07 Nov 2013 Papa John Was Right
A year ago today John Schnatter, founder and CEO of Papa John’s Pizza, remarked that Obamacare’s employer mandate would likely result in Papa John’s franchise owners reducing the number of hours that their employees worked.
(Quick refresher: Under Obamacare’s employer mandate companies with 50 or more full-time employees—“full time” defined as 30 hours a week or more—must provide their workers with health insurance or pay a hefty fine.)
The reaction from the left was fast and furious. Many on the left called for a boycott. Jon Stewart and Bill Maher laid into Schnatter, while Rick Ungar at Forbes claimed that Schnatter and other CEOs were trying “to blackmail the people of the United States into doing [their] bidding.”
Well, a year later the evidence is in, and Schnatter was right and the political left was wrong. As I write in an article today in the American Spectator:
My former colleague at Investor’s Business Daily, Jed Graham, has compiled a list of 363 employers that includes 75 private businesses that have reduced hours in response to Obamacare. Astoundingly the other 288 are government institutions such as school districts and state universities. Who knew there were so many blackmailers in public education?
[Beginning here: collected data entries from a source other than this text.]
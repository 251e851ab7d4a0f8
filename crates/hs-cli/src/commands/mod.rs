//! CLI command implementations.

use std::fs;
use std::path::Path;

use anyhow::{Context, Result};
use hs_doc::DocFormat;

pub mod convert;
pub mod inspect;

/// Reads the document and produces the normalized line stream the parser
/// consumes. PDF text goes through condensed-line splitting; DOCX text
/// already carries one field per line.
pub(crate) fn load_lines(file: &Path, format: Option<DocFormat>) -> Result<Vec<String>> {
    let bytes = fs::read(file).with_context(|| format!("failed to read {}", file.display()))?;

    let (format, lines) = match format {
        Some(format) => (format, hs_doc::extract_lines_as(format, &bytes)?),
        None => hs_doc::extract_lines(&bytes)?,
    };
    tracing::debug!(%format, lines = lines.len(), file = %file.display(), "extracted document");

    Ok(match format {
        DocFormat::Pdf => hs_core::normalize_lines(&lines),
        DocFormat::Docx => lines,
    })
}
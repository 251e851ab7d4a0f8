//! Configuration loading and management.

use std::fmt;
use std::path::{Path, PathBuf};

use figment::Figment;
use figment::providers::{Env, Format, Serialized, Toml};
use serde::{Deserialize, Serialize};

/// Application configuration.
#[derive(Clone, Serialize, Deserialize)]
pub struct Config {
    /// Input lines echoed back when a document yields no entries, and the
    /// default line count of `hs inspect`.
    pub sample_lines: usize,
}

impl fmt::Debug for Config {
    fn fmt(&self, f: &mut fmt::Formatter<'_>) -> fmt::Result {
        f.debug_struct("Config")
            .field("sample_lines", &self.sample_lines)
            .finish()
    }
}

impl Default for Config {
    fn default() -> Self {
        Self {
            sample_lines: hs_core::SAMPLE_LINES,
        }
    }
}

impl Config {
    /// Loads configuration from default locations.
    #[expect(
        clippy::result_large_err,
        reason = "figment::Error is large but only returned at startup"
    )]
    pub fn load() -> Result<Self, figment::Error> {
        Self::load_from(None)
    }

    /// Loads configuration, optionally from a specific file.
    #[expect(
        clippy::result_large_err,
        reason = "figment::Error is large but only returned at startup"
    )]
    pub fn load_from(config_path: Option<&Path>) -> Result<Self, figment::Error> {
        let mut figment = Figment::from(Serialized::defaults(Self::default()));

        // Load from default config location
        if let Some(config_dir) = dirs_config_path() {
            figment = figment.merge(Toml::file(config_dir.join("config.toml")));
        }

        // Load from specified config file
        if let Some(path) = config_path {
            figment = figment.merge(Toml::file(path));
        }

        // Load from environment variables (HS_*)
        figment = figment.merge(Env::prefixed("HS_"));

        figment.extract()
    }
}

/// Returns the platform-specific config directory for hs.
fn dirs_config_path() -> Option<PathBuf> {
    dirs::config_dir().map(|p| p.join("heatsheet"))
}

#[cfg(test)]
mod tests {
    use super::*;

    #[test]
    fn test_default_sample_lines() {
        let config = Config::default();
        assert_eq!(config.sample_lines, 20);
    }

    #[test]
    fn test_dirs_config_path_ends_with_heatsheet() {
        if let Some(path) = dirs_config_path() {
            assert_eq!(path.file_name().unwrap(), "heatsheet");
        }
    }
}
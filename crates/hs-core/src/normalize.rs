//! Line normalization for PDF-extracted text.
//!
//! PDF extraction collapses each result onto one line: placement, optional
//! score, heat label and event description with no separators. DOCX
//! sources already carry one field per line. This pass rewrites the
//! condensed shape into the three-line form the parser consumes and leaves
//! everything else untouched.

use crate::patterns;

/// Splits condensed lines into place, heat label and event description.
///
/// Header lines and anything unrecognized pass through unmodified, so
/// running this over an already-expanded sequence returns it unchanged.
#[must_use]
pub fn normalize_lines(lines: &[String]) -> Vec<String> {
    let mut out = Vec::with_capacity(lines.len());

    for line in lines {
        if patterns::HEADER.is_match(line) {
            out.push(line.clone());
            continue;
        }

        if let Some(caps) = patterns::CONDENSED.captures(line) {
            tracing::debug!(%line, "splitting condensed line");
            out.push(caps[1].trim().to_string());
            out.push(caps[2].trim().to_string());
            out.push(caps[3].trim().to_string());
        } else {
            out.push(line.clone());
        }
    }

    out
}

#[cfg(test)]
mod tests {
    use super::*;

    fn lines(raw: &[&str]) -> Vec<String> {
        raw.iter().map(ToString::to_string).collect()
    }

    #[test]
    fn splits_condensed_line_with_score() {
        let out = normalize_lines(&lines(&["1 [97.0]Heat 288L-B1 Bronze Foxtrot"]));
        assert_eq!(
            out,
            lines(&["1 [97.0]", "Heat 288", "L-B1 Bronze Foxtrot"])
        );
    }

    #[test]
    fn splits_condensed_line_without_score() {
        let out = normalize_lines(&lines(&["3Heat 102Silver Tango"]));
        assert_eq!(out, lines(&["3", "Heat 102", "Silver Tango"]));
    }

    #[test]
    fn splits_condensed_callback_and_solo() {
        let out = normalize_lines(&lines(&["*A [95.0]Solo 12Showcase Rumba"]));
        assert_eq!(out, lines(&["*A [95.0]", "Solo 12", "Showcase Rumba"]));
    }

    #[test]
    fn header_lines_pass_through() {
        let header = "Jane Doe/John Smith (#12) [Studio A]";
        let out = normalize_lines(&lines(&[header]));
        assert_eq!(out, lines(&[header]));
    }

    #[test]
    fn unrecognized_lines_pass_through() {
        let out = normalize_lines(&lines(&["Bronze Foxtrot", "Heat 300", "1 [93.0]"]));
        assert_eq!(out, lines(&["Bronze Foxtrot", "Heat 300", "1 [93.0]"]));
    }

    #[test]
    fn idempotent_on_expanded_sequence() {
        let input = lines(&[
            "Jane Doe/John Smith (#12) [Studio A]",
            "1 [97.0]Heat 288L-B1 Bronze Foxtrot",
            "2Heat 300Silver Waltz",
            "Some unrelated footer",
        ]);
        let once = normalize_lines(&input);
        let twice = normalize_lines(&once);
        assert_eq!(once, twice);
    }
}
//! Shared line patterns.
//!
//! Result sheets carry no markup; the only structure is which of these
//! shapes a line matches. Every pattern used by the normalizer and the
//! parser is compiled exactly once here.

use std::fmt;
use std::sync::LazyLock;

use regex::Regex;
use serde::Serialize;

/// Header line opening a student/teacher group. Two printed variants:
/// `Name/Name (#123) [Location]` and `Name (#123)/Name [Location]`.
pub static HEADER: LazyLock<Regex> = LazyLock::new(|| {
    Regex::new(r"^(.+?)/(.+?)\s*\(#\d+\)\s*\[.+?\]$|^(.+?)\s*\(#\d+\)/(.+?)\s*\[.+?\]$")
        .expect("header pattern compiles")
});

/// Place line: a placement or callback token with an optional bracketed
/// proficiency score. `1`, `1 [93.0]`, `*A`, `*A [95.0]`.
pub static PLACE: LazyLock<Regex> = LazyLock::new(|| {
    Regex::new(r"^(\*?[A-Za-z0-9]+)(?:\s*\[(\d+\.?\d*)\])?$").expect("place pattern compiles")
});

/// Heat label line: `Heat 612` or `Solo 4`.
pub static HEAT: LazyLock<Regex> =
    LazyLock::new(|| Regex::new(r"^(Heat|Solo)\s+(\d+)$").expect("heat pattern compiles"));

/// Condensed PDF line: place token, optional score, heat label and event
/// description run together without line breaks, e.g. `1 [97.0]Heat 288L-B1
/// Bronze Foxtrot`.
pub static CONDENSED: LazyLock<Regex> = LazyLock::new(|| {
    Regex::new(r"^(\*?[A-Za-z0-9]+\s*(?:\[\d+\.?\d*\])?)((?:Heat|Solo)\s+\d+)(.+)$")
        .expect("condensed pattern compiles")
});

/// First parenthesized group in an event name, holding the dance list of a
/// scholarship or championship event, e.g. `(W/T/F/Q)`.
pub static PAREN_GROUP: LazyLock<Regex> =
    LazyLock::new(|| Regex::new(r"\(([^)]+)\)").expect("paren pattern compiles"));

/// Splits a header line into its trimmed (student, teacher) names, or
/// `None` if the line is not a header.
pub fn split_header(line: &str) -> Option<(String, String)> {
    let caps = HEADER.captures(line)?;
    let (student, teacher) = match (caps.get(1), caps.get(2)) {
        (Some(s), Some(t)) => (s, t),
        _ => (caps.get(3)?, caps.get(4)?),
    };
    Some((
        student.as_str().trim().to_string(),
        teacher.as_str().trim().to_string(),
    ))
}

/// The recognized shape of a single line, if any.
///
/// Surfaced by the inspect command so an operator can see which patterns
/// did or did not match a troublesome document.
#[derive(Debug, Clone, Copy, PartialEq, Eq, Serialize)]
#[serde(rename_all = "snake_case")]
pub enum LineKind {
    Header,
    Place,
    HeatLabel,
    Condensed,
    Other,
}

impl LineKind {
    #[must_use]
    pub const fn as_str(&self) -> &'static str {
        match self {
            Self::Header => "header",
            Self::Place => "place",
            Self::HeatLabel => "heat_label",
            Self::Condensed => "condensed",
            Self::Other => "other",
        }
    }
}

impl fmt::Display for LineKind {
    fn fmt(&self, f: &mut fmt::Formatter<'_>) -> fmt::Result {
        f.write_str(self.as_str())
    }
}

/// Classifies a line against the recognized shapes, most specific first.
#[must_use]
pub fn classify_line(line: &str) -> LineKind {
    if HEADER.is_match(line) {
        LineKind::Header
    } else if PLACE.is_match(line) {
        LineKind::Place
    } else if HEAT.is_match(line) {
        LineKind::HeatLabel
    } else if CONDENSED.is_match(line) {
        LineKind::Condensed
    } else {
        LineKind::Other
    }
}
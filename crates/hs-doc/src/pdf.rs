//! PDF text extraction backed by `pdf-extract`.
//!
//! The extractor returns the whole document as one string; splitting on
//! newlines recovers the line stream. PDF exports condense each result
//! onto a single line, which the core normalizer expands afterwards.

use crate::ExtractError;

pub(crate) fn extract_lines(bytes: &[u8]) -> Result<Vec<String>, ExtractError> {
    let text = pdf_extract::extract_text_from_mem(bytes)
        .map_err(|e| ExtractError::Pdf(e.to_string()))?;

    Ok(text
        .lines()
        .map(str::trim)
        .filter(|line| !line.is_empty())
        .map(ToString::to_string)
        .collect())
}
//! Command-line argument definitions.

use std::path::PathBuf;

use clap::{Parser, Subcommand};
use hs_doc::DocFormat;

/// Competition result sheet converter.
///
/// Reads a .docx or PDF scoring-system export and produces a CSV report
/// of points per student/teacher pair.
#[derive(Debug, Parser)]
#[command(name = "hs", version, about, long_about = None)]
pub struct Cli {
    /// Enable verbose output.
    #[arg(short, long, global = true)]
    pub verbose: bool,

    /// Path to config file.
    #[arg(short, long, global = true)]
    pub config: Option<PathBuf>,

    #[command(subcommand)]
    pub command: Option<Commands>,
}

/// Available subcommands.
#[derive(Debug, Subcommand)]
pub enum Commands {
    /// Convert a result document to a CSV point report.
    Convert {
        /// The .docx or .pdf file to convert.
        file: PathBuf,

        /// Write the CSV here instead of stdout.
        #[arg(short, long)]
        output: Option<PathBuf>,

        /// Force the container format instead of sniffing it.
        #[arg(long)]
        format: Option<DocFormat>,
    },

    /// Show extracted lines, pattern matches and parse diagnostics.
    Inspect {
        /// The .docx or .pdf file to inspect.
        file: PathBuf,

        /// Show only the first N lines (0 shows all).
        #[arg(long)]
        limit: Option<usize>,

        /// Emit the inspection as JSON.
        #[arg(long)]
        json: bool,

        /// Force the container format instead of sniffing it.
        #[arg(long)]
        format: Option<DocFormat>,
    },
}
//! Implementation of the `hs convert` command.
//!
//! Reads the source document, extracts and normalizes its lines, runs the
//! parse-and-score pipeline and writes the CSV report to stdout or a file.

use std::fs;
use std::path::Path;

use anyhow::{Context, Result};
use hs_doc::DocFormat;

use crate::Config;

use super::load_lines;

pub fn run(
    file: &Path,
    output: Option<&Path>,
    format: Option<DocFormat>,
    config: &Config,
) -> Result<()> {
    let lines = load_lines(file, format)?;

    let result = hs_core::process(&lines);
    for diagnostic in &result.diagnostics {
        tracing::debug!(%diagnostic, "parse diagnostic");
    }

    if result.main.is_empty() {
        let err = hs_core::ReportError::no_entries(&lines, config.sample_lines);
        let hs_core::ReportError::NoEntries { ref sample, .. } = err;
        // Echo what the parser saw so the operator can fix the source
        // document's formatting.
        eprintln!("first {} extracted lines:", sample.len());
        for (idx, line) in sample.iter().enumerate() {
            eprintln!("  line {}: \"{line}\"", idx + 1);
        }
        return Err(err.into());
    }

    let csv = hs_core::render_csv(&result);
    match output {
        Some(path) => {
            fs::write(path, &csv)
                .with_context(|| format!("failed to write {}", path.display()))?;
            tracing::info!(path = %path.display(), "wrote CSV report");
        }
        None => println!("{csv}"),
    }

    Ok(())
}
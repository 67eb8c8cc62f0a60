//! Tooth eruption summary over the primary dentition.
//!
//! Positions 1-20: 1-10 upper jaw, 11-20 lower jaw. The tooth chart itself
//! is drawn by the frontend; this module derives the counts and dates it
//! renders.

use chrono::NaiveDate;
use serde::{Deserialize, Serialize};
use std::collections::BTreeMap;

use crate::domain::models::activity::{ActivityEntry, ActivityKind};

/// Derived eruption state for one baby
#[derive(Debug, Clone, PartialEq, Serialize, Deserialize)]
pub struct ToothSummary {
    /// Distinct erupted positions
    pub erupted: u8,
    pub upper: u8,
    pub lower: u8,
    /// Most recently erupted position and its date
    pub latest: Option<(u8, NaiveDate)>,
}

/// Summarize tooth entries. Duplicate records for the same position count
/// once, with the latest recorded date winning; non-tooth entries are
/// ignored.
pub fn summarize(entries: &[ActivityEntry]) -> ToothSummary {
    let mut by_position: BTreeMap<u8, NaiveDate> = BTreeMap::new();
    for entry in entries {
        if let ActivityKind::Tooth { position } = entry.kind {
            let date = entry.date();
            by_position
                .entry(position)
                .and_modify(|existing| {
                    if date > *existing {
                        *existing = date;
                    }
                })
                .or_insert(date);
        }
    }

    let upper = by_position.keys().filter(|p| **p <= 10).count() as u8;
    let lower = by_position.len() as u8 - upper;
    let latest = by_position
        .iter()
        .max_by_key(|(_, date)| **date)
        .map(|(position, date)| (*position, *date));

    ToothSummary {
        erupted: by_position.len() as u8,
        upper,
        lower,
        latest,
    }
}

#[cfg(test)]
mod tests {
    use super::*;
    use chrono::{DateTime, Utc};

    fn tooth(position: u8, timestamp: &str) -> ActivityEntry {
        ActivityEntry {
            id: format!("activity::tooth::{}", position),
            baby_id: "baby::1700000000000".to_string(),
            kind: ActivityKind::Tooth { position },
            timestamp: DateTime::parse_from_rfc3339(timestamp)
                .unwrap()
                .with_timezone(&Utc),
            quantity: Some(position as f64),
        }
    }

    fn sleep(timestamp: &str) -> ActivityEntry {
        ActivityEntry {
            id: "activity::sleep::1".to_string(),
            baby_id: "baby::1700000000000".to_string(),
            kind: ActivityKind::Sleep,
            timestamp: DateTime::parse_from_rfc3339(timestamp)
                .unwrap()
                .with_timezone(&Utc),
            quantity: None,
        }
    }

    #[test]
    fn test_empty_input() {
        let summary = summarize(&[]);

        assert_eq!(summary.erupted, 0);
        assert_eq!(summary.upper, 0);
        assert_eq!(summary.lower, 0);
        assert_eq!(summary.latest, None);
    }

    #[test]
    fn test_jaw_split_and_latest() {
        let entries = vec![
            tooth(5, "2024-06-01T09:00:00Z"),  // upper
            tooth(15, "2024-07-15T09:00:00Z"), // lower
            tooth(6, "2024-08-02T09:00:00Z"),  // upper
            sleep("2024-08-03T20:00:00Z"),     // ignored
        ];

        let summary = summarize(&entries);

        assert_eq!(summary.erupted, 3);
        assert_eq!(summary.upper, 2);
        assert_eq!(summary.lower, 1);
        assert_eq!(
            summary.latest,
            Some((6, NaiveDate::from_ymd_opt(2024, 8, 2).unwrap()))
        );
    }

    #[test]
    fn test_duplicate_positions_count_once_latest_date_wins() {
        let entries = vec![
            tooth(5, "2024-06-01T09:00:00Z"),
            tooth(5, "2024-06-20T09:00:00Z"), // corrected date for the same tooth
        ];

        let summary = summarize(&entries);

        assert_eq!(summary.erupted, 1);
        assert_eq!(
            summary.latest,
            Some((5, NaiveDate::from_ymd_opt(2024, 6, 20).unwrap()))
        );
    }
}
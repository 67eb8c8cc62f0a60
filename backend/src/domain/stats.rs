//! Time-bucketed activity statistics.
//!
//! Takes the raw rows the backing store returns, validates them one by one
//! and aggregates the survivors into a snapshot: per-kind counts, quantity
//! sums, first/last bounds, an hour-of-day histogram and a chart series
//! bucketed by calendar day or month. Rows that fail validation are
//! skipped and counted, never fatal.
//!
//! Every call is independent and stateless; the anchor date is passed in
//! so results are reproducible.

use std::collections::BTreeMap;

use chrono::{DateTime, Datelike, Duration, NaiveDate, Utc};
use log::warn;
use serde::{Deserialize, Serialize};

use crate::domain::age;
use crate::domain::models::activity::ActivityEntry;

/// Bucketing mode for the chart series
#[derive(Debug, Clone, Copy, PartialEq, Eq)]
pub enum GroupBy {
    /// Hour-of-day histogram only; no series
    Hour,
    /// One point per calendar day, latest entry wins within a day
    Day,
    /// One point per calendar month
    Month,
}

/// Caller-selected lookback period ending at the anchor date
#[derive(Debug, Clone, Copy, PartialEq, Eq)]
pub enum RangeWindow {
    Week,
    Month,
    Year,
    All,
}

impl RangeWindow {
    /// Lookback in days; `None` is unbounded
    pub fn lookback_days(&self) -> Option<i64> {
        match self {
            RangeWindow::Week => Some(6),
            RangeWindow::Month => Some(29),
            RangeWindow::Year => Some(364),
            RangeWindow::All => None,
        }
    }
}

/// One point of a day/month chart series
#[derive(Debug, Clone, PartialEq, Serialize, Deserialize)]
pub struct SeriesPoint {
    pub date: NaiveDate,
    pub value: f64,
}

/// Freshly computed aggregation result. No identity across calls: safe to
/// discard and recompute on every input change.
#[derive(Debug, Clone, PartialEq, Serialize)]
pub struct StatsSnapshot {
    pub total: u32,
    pub by_kind: BTreeMap<&'static str, u32>,
    /// Sum of the quantities present in range (e.g. total ml)
    pub quantity_sum: f64,
    /// Earliest entry in range, before deduplication
    pub first: Option<DateTime<Utc>>,
    /// Latest entry in range, before deduplication
    pub last: Option<DateTime<Utc>>,
    /// Entry counts per hour of day
    pub hour_distribution: [u32; 24],
    /// Chart series; an empty vec means "not enough data to chart"
    pub series: Vec<SeriesPoint>,
}
//! Connection handle for the file-based storage backend.

use anyhow::{Context, Result};
use std::fs;
use std::path::{Path, PathBuf};

use super::{ActivityRepository, BabyRepository};
use crate::storage::traits::Connection;

/// Handle to the base data directory. Cheap to clone; repositories are
/// created per use, mirroring how a pooled database connection would work.
#[derive(Debug, Clone)]
pub struct CsvConnection {
    base_directory: PathBuf,
}

impl CsvConnection {
    /// Open (and create if needed) the base data directory
    pub fn new(base_directory: impl AsRef<Path>) -> Result<Self> {
        let base_directory = base_directory.as_ref().to_path_buf();
        fs::create_dir_all(&base_directory).with_context(|| {
            format!("Failed to create data directory {}", base_directory.display())
        })?;

        Ok(Self { base_directory })
    }

    pub fn base_directory(&self) -> &Path {
        &self.base_directory
    }

    /// Path of a baby's directory for a given safe directory name
    pub fn baby_directory(&self, directory_name: &str) -> PathBuf {
        self.base_directory.join(directory_name)
    }

    /// Create a baby's directory if it does not exist yet
    pub fn ensure_baby_directory(&self, directory_name: &str) -> Result<PathBuf> {
        let path = self.baby_directory(directory_name);
        fs::create_dir_all(&path)
            .with_context(|| format!("Failed to create baby directory {}", path.display()))?;
        Ok(path)
    }
}

impl Connection for CsvConnection {
    type BabyRepository = BabyRepository;
    type ActivityRepository = ActivityRepository;

    fn create_baby_repository(&self) -> BabyRepository {
        BabyRepository::new(self.clone())
    }

    fn create_activity_repository(&self) -> ActivityRepository {
        ActivityRepository::new(self.clone())
    }
}
//! # Storage Traits
//!
//! Storage abstraction traits that let different backends be used
//! interchangeably in the domain layer. All operations are synchronous;
//! the tracker is an embedded desktop backend, not a server.

use anyhow::Result;
use chrono::NaiveDate;

use crate::domain::models::baby::Baby as DomainBaby;

/// Interface for baby profile storage operations
pub trait BabyStorage: Send + Sync {
    /// Store a new baby profile
    fn store_baby(&self, baby: &DomainBaby) -> Result<()>;

    /// Retrieve a specific baby by ID
    fn get_baby(&self, baby_id: &str) -> Result<Option<DomainBaby>>;

    /// List all babies ordered by name
    fn list_babies(&self) -> Result<Vec<DomainBaby>>;

    /// Update an existing baby profile
    fn update_baby(&self, baby: &DomainBaby) -> Result<()>;

    /// Delete a baby by ID, including all of its activity history
    fn delete_baby(&self, baby_id: &str) -> Result<()>;

    /// Get the currently active baby ID
    fn get_active_baby(&self) -> Result<Option<String>>;

    /// Set the currently active baby
    fn set_active_baby(&self, baby_id: &str) -> Result<()>;
}

/// Interface for activity record storage operations.
///
/// Activity rows are stored and returned in their raw `shared` shape; the
/// domain layer validates them at its own boundary, which keeps the store
/// faithful to whatever the syncing backend delivered.
pub trait ActivityStorage: Send + Sync {
    /// Store a new activity record
    fn store_activity(&self, record: &shared::ActivityRecord) -> Result<()>;

    /// List all records for a baby in chronological order.
    /// Records without a parseable timestamp sort first.
    fn list_activities(&self, baby_id: &str) -> Result<Vec<shared::ActivityRecord>>;

    /// List records whose calendar date falls within the inclusive bounds.
    /// Records without a parseable timestamp are excluded when a bound is
    /// set.
    fn list_activities_between(
        &self,
        baby_id: &str,
        start: Option<NaiveDate>,
        end: Option<NaiveDate>,
    ) -> Result<Vec<shared::ActivityRecord>>;

    /// Get the chronologically latest record for a baby
    fn get_latest_activity(&self, baby_id: &str) -> Result<Option<shared::ActivityRecord>>;

    /// Delete a single record.
    /// Returns true if the record was found and deleted, false otherwise.
    fn delete_activity(&self, baby_id: &str, activity_id: &str) -> Result<bool>;
}

/// Factory trait for storage connections.
///
/// Abstracts the concrete backend (file tree, SQL, ...) so the domain
/// layer can be wired against any implementation.
pub trait Connection: Send + Sync + Clone {
    /// The type of BabyStorage this connection creates
    type BabyRepository: BabyStorage;

    /// The type of ActivityStorage this connection creates
    type ActivityRepository: ActivityStorage;

    /// Create a new baby repository for this connection
    fn create_baby_repository(&self) -> Self::BabyRepository;

    /// Create a new activity repository for this connection
    fn create_activity_repository(&self) -> Self::ActivityRepository;
}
There are more to come as the Obama Administration’s July decision to delay the employer mandate until 2015 undoubtedly caused many employers to postpone decisions on workers’ hours. The Michigan firm Directions In Research had limited the hours of its telephone interviewers to 29.5 a week. After the delay, it temporarily allowed employees to work 40 hours. As January 2015 approaches, expect Direction In Research to reduce hours again and many other employers to follow suit.
Read it all here.
And while you’re at it, you should also read Chris Conover’s analysis of the overall effect that Obamacare will have on the various segments of the health insurance market. For large employers, the problems are just beginning. According to Conover, over 100 million people who get their insurance via large employers will either see big changes in their insurance or lose it.